**PROVIDED INFORMATION**
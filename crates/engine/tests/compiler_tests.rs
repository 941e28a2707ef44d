//! End-to-end pipeline tests over the companion plan: assembly, guardrail
//! verdicts on mutated graphs, emission, and voice-asset handling.

use mockall::mock;
use mockall::predicate::always;
use tempfile::TempDir;

use questsmith_domain::{
    Alias, Condition, EvaluationContext, FormId, Quest, RecordKind, StageEffect, TopicCategory,
    TopicSubtype, NO_STAGE,
};
use questsmith_engine::compiler::Compiler;
use questsmith_engine::content::{claude_companion_plan, SceneSpec};
use questsmith_engine::guardrail::{Guardrail, GuardrailError};
use questsmith_engine::infrastructure::{
    FsVoiceCopier, JsonQuestEmitter, SequentialAllocator, StaticResolver,
};
use questsmith_engine::ports::{
    AssetCopyError, CopyReport, EmitError, QuestEmitter, VoiceCopier, VoiceMapping,
};
use questsmith_engine::CompileError;

const HAS_BEEN_FACTION: u32 = 0x0A1;
const CURRENT_FACTION: u32 = 0x0A2;
const DISALLOWED_FACTION: u32 = 0x0A3;
const WANTS_TO_TALK: u32 = 0x0B1;
const SCENE_TO_PLAY: u32 = 0x0B2;
const FRIEND_GLOBAL: u32 = 0x0B3;
const FOLLOWERS_QUEST: u32 = 0x0C1;

fn resolver() -> StaticResolver {
    StaticResolver::new()
        .register(
            RecordKind::Faction,
            "HasBeenCompanionFaction",
            FormId::new(HAS_BEEN_FACTION),
        )
        .register(
            RecordKind::Faction,
            "CurrentCompanionFaction",
            FormId::new(CURRENT_FACTION),
        )
        .register(
            RecordKind::Faction,
            "DisallowedCompanionFaction",
            FormId::new(DISALLOWED_FACTION),
        )
        .register(RecordKind::Global, "CA_WantsToTalk", FormId::new(WANTS_TO_TALK))
        .register(
            RecordKind::Global,
            "CA_AffinitySceneToPlay",
            FormId::new(SCENE_TO_PLAY),
        )
        .register(
            RecordKind::Global,
            "CA_TCustom2_Friend",
            FormId::new(FRIEND_GLOBAL),
        )
        .register(RecordKind::Quest, "Followers", FormId::new(FOLLOWERS_QUEST))
}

**EXERCISE DIRECTIONS**
Reproduce the material in full, with no word added or dropped.

**OUTPUT OF THE TASK**
filename crates/engine/tests/compiler_tests.rs
repository 941e28a2707ef44d
//! End-to-end pipeline tests over the companion plan: assembly, guardrail
//! verdicts on mutated graphs, emission, and voice-asset handling.

use mockall::mock;
use mockall::predicate::always;
use tempfile::TempDir;

use questsmith_domain::{
    Alias, Condition, EvaluationContext, FormId, Quest, RecordKind, StageEffect, TopicCategory,
    TopicSubtype, NO_STAGE,
};
use questsmith_engine::compiler::Compiler;
use questsmith_engine::content::{claude_companion_plan, SceneSpec};
use questsmith_engine::guardrail::{Guardrail, GuardrailError};
use questsmith_engine::infrastructure::{
    FsVoiceCopier, JsonQuestEmitter, SequentialAllocator, StaticResolver,
};
use questsmith_engine::ports::{
    AssetCopyError, CopyReport, EmitError, QuestEmitter, VoiceCopier, VoiceMapping,
};
use questsmith_engine::CompileError;

const HAS_BEEN_FACTION: u32 = 0x0A1;
const CURRENT_FACTION: u32 = 0x0A2;
const DISALLOWED_FACTION: u32 = 0x0A3;
const WANTS_TO_TALK: u32 = 0x0B1;
const SCENE_TO_PLAY: u32 = 0x0B2;
const FRIEND_GLOBAL: u32 = 0x0B3;
const FOLLOWERS_QUEST: u32 = 0x0C1;

fn resolver() -> StaticResolver {
    StaticResolver::new()
        .register(
            RecordKind::Faction,
            "HasBeenCompanionFaction",
            FormId::new(HAS_BEEN_FACTION),
        )
        .register(
            RecordKind::Faction,
            "CurrentCompanionFaction",
            FormId::new(CURRENT_FACTION),
        )
        .register(
            RecordKind::Faction,
            "DisallowedCompanionFaction",
            FormId::new(DISALLOWED_FACTION),
        )
        .register(RecordKind::Global, "CA_WantsToTalk", FormId::new(WANTS_TO_TALK))
        .register(
            RecordKind::Global,
            "CA_AffinitySceneToPlay",
            FormId::new(SCENE_TO_PLAY),
        )
        .register(
            RecordKind::Global,
            "CA_TCustom2_Friend",
            FormId::new(FRIEND_GLOBAL),
        )
        .register(RecordKind::Quest, "Followers", FormId::new(FOLLOWERS_QUEST))
}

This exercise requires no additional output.